> PROVIDED MATERIAL
------------------------------------------------
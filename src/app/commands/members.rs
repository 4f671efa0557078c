//! Member verbs: get, describe, set and shutdown.

use crate::app::AppContext;
use crate::app::commands::{
    OPERATION_COMPLETED, combine, decode_members, filter_collection, member_ids, mutate_nodes,
    plural,
};
use crate::app::format::describe::format_fragments;
use crate::app::format::units::{format_megabytes, format_percent};
use crate::app::format::{FormattedTable, L, R, format_json_for_describe};
use crate::domain::cluster::{MEMBERS_KEY, Member};
use crate::domain::targets::{MEMBER_ATTRIBUTES, validate_attribute};
use crate::domain::{AppError, BytesUnit, NodeSelection};
use crate::ports::{Mutation, Query};

const MEMBER_PRIMARY_LABELS: &[&str] =
    &["nodeId", "memberName", "roleName", "machineName", "rackName", "siteName", "unicastAddress"];

/// Which extended platform fragments `describe member` should include.
#[derive(Debug, Clone, PartialEq, Eq)]
pub enum ExtendedInfo {
    None,
    All,
    Named(Vec<String>),
}

impl std::str::FromStr for ExtendedInfo {
    type Err = AppError;

    fn from_str(s: &str) -> Result<Self, Self::Err> {
        match s.trim() {
            "" | "none" => Ok(ExtendedInfo::None),
            "all" => Ok(ExtendedInfo::All),
            list => Ok(ExtendedInfo::Named(
                list.split(',')
                    .map(str::trim)
                    .filter(|n| !n.is_empty())
                    .map(String::from)
                    .collect(),
            )),
        }
    }
}

pub fn get_members(ctx: &AppContext, role: Option<&str>) -> Result<String, AppError> {
    let fetcher = ctx.fetcher()?;
    let raw = fetcher.query(&Query::Members)?;
    let document = filter_collection(&raw, MEMBERS_KEY, "roleName", role)?;
    ctx.output().render_value(&document, || {
        let mut members = decode_members(&raw)?;
        if let Some(role) = role {
            members.retain(|m| m.role_name == role);
        }
        members_summary(&members, ctx.bytes_unit(), ctx.output().is_wide())
    })
}

/// Heap totals followed by the members table.
pub(crate) fn members_summary(
    members: &[Member],
    unit: BytesUnit,
    wide: bool,
) -> Result<String, AppError> {
    let total: i64 = members.iter().map(|m| m.memory_max_mb).sum();
    let used: i64 = members.iter().map(Member::memory_used_mb).sum();
    let mut out = format!(
        "Total cluster members: {}\nCluster Heap - Total: {} Used: {} Available: {}\n\n",
        members.len(),
        format_megabytes(total, unit),
        format_megabytes(used, unit),
        format_megabytes(total - used, unit),
    );
    out.push_str(&members_table(members, unit, wide)?);
    Ok(out)
}

pub(crate) fn members_table(
    members: &[Member],
    unit: BytesUnit,
    wide: bool,
) -> Result<String, AppError> {
    let mut header = vec![
        "NODE ID", "ADDRESS", "PORT", "PROCESS", "MEMBER", "ROLE", "MAX HEAP", "USED HEAP",
        "AVAIL HEAP",
    ];
    let mut alignment = vec![R, L, R, R, L, L, R, R, R];
    if wide {
        header.extend(["MACHINE", "RACK", "SITE", "PUBLISHER", "RECEIVER"]);
        alignment.extend([L, L, L, R, R]);
    }

    let mut table = FormattedTable::new().with_alignment(&alignment).with_header(&header);
    for m in members {
        let mut row = vec![
            m.node_id.to_string(),
            m.unicast_address.clone(),
            m.unicast_port.to_string(),
            m.process_name.clone(),
            m.member_name.clone(),
            m.role_name.clone(),
            format_megabytes(m.memory_max_mb, unit),
            format_megabytes(m.memory_used_mb(), unit),
            format_megabytes(m.memory_available_mb, unit),
        ];
        if wide {
            row.extend([
                m.machine_name.clone(),
                m.rack_name.clone(),
                m.site_name.clone(),
                format_percent(m.publisher_success_rate),
                format_percent(m.receiver_success_rate),
            ]);
        }
        table.add_row(row)?;
    }
    Ok(table.render())
}

pub fn describe_member(
    ctx: &AppContext,
    node_id: i32,
    extended: &ExtendedInfo,
) -> Result<String, AppError> {
    let fetcher = ctx.fetcher()?;
    let member = fetcher.query(&Query::SingleMember { node_id })?;
    let fragments = match extended {
        ExtendedInfo::None => Default::default(),
        ExtendedInfo::All => fetcher.extended_member_info(node_id, &[])?,
        ExtendedInfo::Named(names) => fetcher.extended_member_info(node_id, names)?,
    };

    let mut parts: Vec<(&str, &[u8])> = vec![("member", member.as_slice())];
    parts.extend(fragments.iter().map(|(name, body)| (name.as_str(), body.as_slice())));
    let document = combine(parts)?;
    ctx.output().render_value(&document, || {
        let mut out = String::from("MEMBER DETAILS\n--------------\n");
        out.push_str(&format_json_for_describe(&member, MEMBER_PRIMARY_LABELS)?);
        out.push_str(&format_fragments(&fragments)?);
        Ok(out)
    })
}

/// Set an attribute on the selected members concurrently.
pub fn set_member(
    ctx: &AppContext,
    selection: &NodeSelection,
    attribute: &str,
    raw_value: &str,
    yes: bool,
) -> Result<String, AppError> {
    let value = validate_attribute(MEMBER_ATTRIBUTES, attribute, raw_value)?;
    let fetcher = ctx.fetcher()?;
    let nodes = selection.resolve(&member_ids(fetcher.as_ref())?)?;

    ctx.confirm(
        yes,
        &format!(
            "Are you sure you want to set the value of attribute {attribute} to {raw_value} for {}?",
            plural(nodes.len(), "node")
        ),
    )?;

    mutate_nodes(fetcher.as_ref(), &nodes, |node_id| Mutation::SetMemberAttribute {
        node_id,
        attribute: attribute.to_string(),
        value: value.clone(),
    })?;
    Ok(OPERATION_COMPLETED.to_string())
}

pub fn shutdown_member(ctx: &AppContext, node_id: i32, yes: bool) -> Result<String, AppError> {
    let fetcher = ctx.fetcher()?;
    NodeSelection::Ids(vec![node_id]).resolve(&member_ids(fetcher.as_ref())?)?;
    ctx.confirm(yes, &format!("Are you sure you want to shutdown member {node_id}?"))?;
    fetcher.mutate(&Mutation::ShutdownMember { node_id })?;
    Ok(OPERATION_COMPLETED.to_string())
}

#[cfg(test)]
mod tests {
    use super::*;
    use crate::app::GlobalOptions;
    use crate::app::output::OutputFormat;
    use crate::testing::{FakeFetcher, FakeNameService, test_context, test_context_with};
    use serde_json::{Value, json};

    #[test]
    fn set_member_all_fans_out_and_reports_single_failure() {
        let fetcher = FakeFetcher::new().with_members(&[1, 2, 3]).failing_node(2);
        let (_dir, ctx) = test_context(&fetcher);

        let err = set_member(&ctx, &NodeSelection::All, "loggingLevel", "3", true).unwrap_err();
        assert!(matches!(&err, AppError::Transport(m) if m.contains("node 2")));
        assert_eq!(err.exit_code(), 1);

        let mut nodes: Vec<i32> = fetcher
            .recorded_mutations()
            .into_iter()
            .map(|m| match m {
                Mutation::SetMemberAttribute { node_id, attribute, value } => {
                    assert_eq!(attribute, "loggingLevel");
                    assert_eq!(value, json!(3));
                    node_id
                }
                other => panic!("unexpected mutation {other:?}"),
            })
            .collect();
        nodes.sort_unstable();
        assert_eq!(nodes, vec![1, 2, 3]);
    }

    #[test]
    fn set_member_rejects_unknown_node_and_attribute() {
        let fetcher = FakeFetcher::new().with_members(&[1, 2]);
        let (_dir, ctx) = test_context(&fetcher);

        let err = set_member(&ctx, &"7".parse().unwrap(), "loggingLevel", "3", true).unwrap_err();
        assert_eq!(err.to_string(), "invalid node id 7");

        let err = set_member(&ctx, &NodeSelection::All, "bogus", "3", true).unwrap_err();
        assert!(err.to_string().contains("valid values are"));
        assert!(fetcher.recorded_mutations().is_empty());
    }

    #[test]
    fn declined_confirmation_cancels() {
        let fetcher = FakeFetcher::new().with_members(&[1]);
        let (_dir, ctx) = test_context(&fetcher);
        let err = shutdown_member(&ctx, 1, false).unwrap_err();
        assert!(matches!(err, AppError::Cancelled));
        assert!(fetcher.recorded_mutations().is_empty());
    }

    #[test]
    fn get_members_renders_table() {
        let fetcher = FakeFetcher::new().with_members(&[2, 1]);
        let (_dir, ctx) = test_context(&fetcher);
        let out = get_members(&ctx, None).unwrap();
        assert!(out.starts_with("Total cluster members: 2\n"));
        let rows: Vec<&str> = out.lines().skip(3).collect();
        assert!(rows[0].starts_with("NODE ID"));
        assert!(rows[1].trim_start().starts_with("1  10.0.0.1"));
        assert!(rows[2].trim_start().starts_with("2  10.0.0.2"));
    }

    #[test]
    fn get_members_queries_the_cluster_once() {
        let fetcher = FakeFetcher::new().with_members(&[1, 2]);
        let (_dir, ctx) = test_context(&fetcher);
        get_members(&ctx, Some("storage")).unwrap();
        assert_eq!(fetcher.recorded_queries(), vec![Query::Members]);
    }

    #[test]
    fn role_filter_applies_to_json_output() {
        let fetcher = FakeFetcher::new().with_response(
            Query::Members,
            r#"{"members":[{"nodeId":"1","roleName":"proxy"},{"nodeId":"2","roleName":"storage"}]}"#,
        );
        let options = GlobalOptions { output: OutputFormat::Json, ..GlobalOptions::default() };
        let (_dir, ctx) = test_context_with(&fetcher, FakeNameService::new(), options);

        let out = get_members(&ctx, Some("storage")).unwrap();
        let out: Value = serde_json::from_str(&out).unwrap();
        let members = out["members"].as_array().unwrap();
        assert_eq!(members.len(), 1);
        assert_eq!(members[0]["nodeId"], "2");
    }

    #[test]
    fn describe_member_includes_selected_fragments() {
        let fetcher = FakeFetcher::new()
            .with_response(Query::SingleMember { node_id: 1 }, r#"{"nodeId":"1","memberName":"m1"}"#)
            .with_extended("operatingSystem", r#"{"availableProcessors":8}"#)
            .with_extended("runtime", r#"{"uptime":10}"#);
        let (_dir, ctx) = test_context(&fetcher);

        let out = describe_member(&ctx, 1, &"operatingSystem".parse().unwrap()).unwrap();
        assert!(out.contains("Node Id"));
        assert!(out.contains("Operating System"));
        assert!(out.contains("Available Processors"));
        assert!(!out.contains("Uptime"));

        let out = describe_member(&ctx, 1, &ExtendedInfo::None).unwrap();
        assert!(!out.contains("Operating System"));
    }

    #[test]
    fn extended_info_parsing() {
        assert_eq!("none".parse::<ExtendedInfo>().unwrap(), ExtendedInfo::None);
        assert_eq!("all".parse::<ExtendedInfo>().unwrap(), ExtendedInfo::All);
        assert_eq!(
            "a, b".parse::<ExtendedInfo>().unwrap(),
            ExtendedInfo::Named(vec!["a".into(), "b".into()])
        );
    }
}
------------------------------------------------
> EXERCISE AIM
Each line that includes the string "want" should be copied from the data.

> FINAL ANSWER
            "Are you sure you want to set the value of attribute {attribute} to {raw_value} for {}?",
    ctx.confirm(yes, &format!("Are you sure you want to shutdown member {node_id}?"))?;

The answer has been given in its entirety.